A. Let’s say you are in need of fixing a garden hose that has sprung a leak outside. Place a roll of duct tape in a pocket on one side of your dog’s backpack and a water bottle on the other side (you never know, you may get really thirsty for some reason). Have your pup follow you outside (always practice leadership) to where the infamous hose is, place your pup in a down/stay until you have fixed the evil leak. Just simply giving your pup a job to do even though it isn’t physically exhausting will drain a lot of their mental energy because quite a few skills are being used just in this one simple exercise J
B. For this second example, let’s say that you have a lot of gardening to do (I guess I have gardening on the mind, which is funny because the “green thumb” gene bypassed me!) and too many items to carry. While you’re carrying the garden tools (this goes without saying but sharp items should NOT be placed in your dog’s backpack for safety reasons), your pup could be carrying items such as gloves, water, collapsible dog bowl (so that your pup can be hydrated, too), seed packets, bags and things of this nature. As you work at weeding the garden and walking in between the garden rows, your pup will be following you. Or you can simply put your pup in a down/stay in a particular spot, and call your pup to you to bring you something when you need it. After he/she has completed the task, give them the command to go back to their spot and lay down/stay until the next time you call them. Hopefully, their spot will be a shady spot because wearing backpacks makes one hot. If you don’t have a shady spot in your garden, or if you’re wanting your pup to follow you walking through the rows, then just make sure you’re only performing the activity for no more than 30 minutes (quite possibly even less than 30 minutes depending on the needs of your pup, weather, etc.). You can see the obvious skills that you will be using here in this exercise.
Both examples also strengthen you and your pup’s bond—a beautiful thing!
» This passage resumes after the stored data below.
use axum::http::StatusCode;
use axum::response::{IntoResponse, Response};
use axum::Json;
use serde_json::json;
use thiserror::Error;

#[derive(Debug, Error)]
pub enum AppError {
    #[error("network failure: {0}")]
    Network(String),

    #[error("not found: {0}")]
    NotFound(String),

    #[error("location permission denied: {0}")]
    PermissionDenied(String),

    #[error("validation failed: {0}")]
    Validation(String),

    #[error("server rejected request ({status}): {message}")]
    ServerRejection { status: u16, message: String },

    #[error("internal error: {0}")]
    Internal(String),
}

impl AppError {
    /// Message shown to the transporter when an action fails.
    pub fn alert_message(&self) -> String {
        match self {
            AppError::ServerRejection { message, .. } => message.clone(),
            AppError::Validation(msg) => msg.clone(),
            other => other.to_string(),
        }
    }
}

impl From<reqwest::Error> for AppError {
    fn from(err: reqwest::Error) -> Self {
        if err.is_decode() {
            return AppError::Internal(format!("invalid response body: {err}"));
        }

        match err.status() {
            Some(status) => AppError::ServerRejection {
                status: status.as_u16(),
                message: err.to_string(),
            },
            None => AppError::Network(err.to_string()),
        }
    }
}

impl IntoResponse for AppError {
    fn into_response(self) -> Response {
        let (status, message) = match &self {
            AppError::Network(msg) => (StatusCode::BAD_GATEWAY, msg.clone()),
            AppError::NotFound(msg) => (StatusCode::NOT_FOUND, msg.clone()),
            AppError::PermissionDenied(msg) => (StatusCode::FORBIDDEN, msg.clone()),
            AppError::Validation(msg) => (StatusCode::BAD_REQUEST, msg.clone()),
            AppError::ServerRejection { message, .. } => (StatusCode::BAD_GATEWAY, message.clone()),
            AppError::Internal(msg) => (StatusCode::INTERNAL_SERVER_ERROR, msg.clone()),
        };

        let body = Json(json!({
            "error": message
        }));

        (status, body).into_response()
    }
}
Another way the backpack can come in handy is if you’re busy working with your pup on breed exercises or other types of training such as SAR (Search and Rescue). If it’s raining outside and you need something constructive to do with your pup indoors to help deplete his/her energy, you can put some items in the backpack and have your pup bring them to you. This not only puts weight on him/her while moving but also gives a nice refresher on skills training using the commands such as “come”, “wait” or “stay”, “down” and whatever other commands you have taught or are teaching your pup. Again, it also enhances your bond with your pup.